Portugal ressalta que há outros caminhos institucionais para evitar interferência política na PF. “O sistema oferece outros caminhos institucionais para que decisões como essas não sejam aceitas e sejam eventualmente objeto de uma punição. Esse caminho seria essencialmente o impeachment [do presidente da República], uma vez que se comprovada a hipótese de uma nomeação para fins de interferência na Polícia Federal, isso é causa evidente para impeachment, é um crime de responsabilidade”, destaca.

Delegados querem lista para nomeação

A Associação Nacional dos Delegados de Polícia Federal (ADPF) divulgou carta aberta ao presidente, neste domingo (26), pedindo que a escolha dos próximos diretores seja mediante lista apresentada pelos delegados federais, com sabatina, por meio de um projeto de lei com previsão de mandato para o cargo.

“Há uma crise confiança instalada por parte dos delegados de Polícia Federal”, afirma a entidade, que destaca a necessidade de distância para evitar que atos sejam interpretados como tentativa de intervir politicamente no órgão.

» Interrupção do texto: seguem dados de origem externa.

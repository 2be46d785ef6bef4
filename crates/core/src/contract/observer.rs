//! The transaction-operation observer contract (spec §4.1, §4.3, §9)
//!
//! The hosting KV layer invites the Transaction Manager into every
//! get/put/delete, both before and after the underlying store acts, plus a
//! `failed*` callback when the store's own I/O fails. Spec §9 asks that this
//! be "an interface the KV adapter invokes. No global registries; wire at
//! construction" — so this is a plain trait, not an event bus.

use crate::error::{Error, Result};
use crate::key::KeyBound;
use crate::timestamp::{Tid, Timestamp};

/// Implemented by the Transaction Manager; invoked by a [`crate::contract::KvStore`]
/// adapter around each operation it serves.
///
/// Errors from `before*` hooks MUST prevent the underlying KV action (spec
/// §7): the adapter should propagate the error and never call the store.
/// Errors that occur *after* a `before*` hook has succeeded are reported via
/// the matching `failed*` hook so the Transaction Manager can unwind its
/// bookkeeping (spec §7).
pub trait TransactionObserver<K: KeyBound>: Send + Sync {
    /// About to serve reads for `keys`. No MVTO state change (spec §4.3):
    /// the real work happens once the chosen version is known, in `after_get`.
    fn before_get(&self, tid: Tid, keys: &[K]) -> Result<()>;

    /// The store served `results`, each the version it chose for that key.
    ///
    /// This is where MVTO enforces rule 2: blocking or aborting the reader
    /// if a concurrent writer's TID falls in the forbidden band (spec §4.3).
    fn after_get(&self, tid: Tid, results: &[(K, Timestamp)]) -> Result<()>;

    /// The read for `keys` failed at the store. Spec §7: a failed read
    /// aborts the transaction (it cannot be retried because the engine
    /// cannot know which version would have been chosen).
    fn failed_get(&self, tid: Tid, keys: &[K], err: &Error) -> Result<()>;

    /// About to write `keys`. MVTO's write-conflict scan runs here (spec
    /// §4.3): an error return means the write must not happen and `tid` is
    /// now aborted.
    fn before_put(&self, tid: Tid, keys: &[K]) -> Result<()>;

    /// The store durably wrote `keys`. Spec §4.3: confirms a log record
    /// already written in `before_put` is durable; no further bookkeeping.
    fn after_put(&self, tid: Tid, keys: &[K]) -> Result<()>;

    /// The write for `keys` failed at the store. Spec §7: a failed write
    /// aborts the transaction.
    fn failed_put(&self, tid: Tid, keys: &[K], err: &Error) -> Result<()>;

    /// About to delete `keys`. Same conflict scan as `before_put` (spec §4.3).
    fn before_delete(&self, tid: Tid, keys: &[K]) -> Result<()>;

    /// The store durably deleted `keys`.
    fn after_delete(&self, tid: Tid, keys: &[K]) -> Result<()>;

    /// The delete for `keys` failed at the store; aborts the transaction.
    fn failed_delete(&self, tid: Tid, keys: &[K], err: &Error) -> Result<()>;
}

Também foi solicitado uma proposta de emenda constitucional (PEC) prevendo autonomias à PF. “O contexto da exoneração impõe ao próximo diretor um desafio enorme. Existe o risco de enfrentar uma instabilidade constante em sua gestão. O último comandante da PF que assumiu o órgão em contexto semelhante teve um período de gestão muito curto", diz a carta.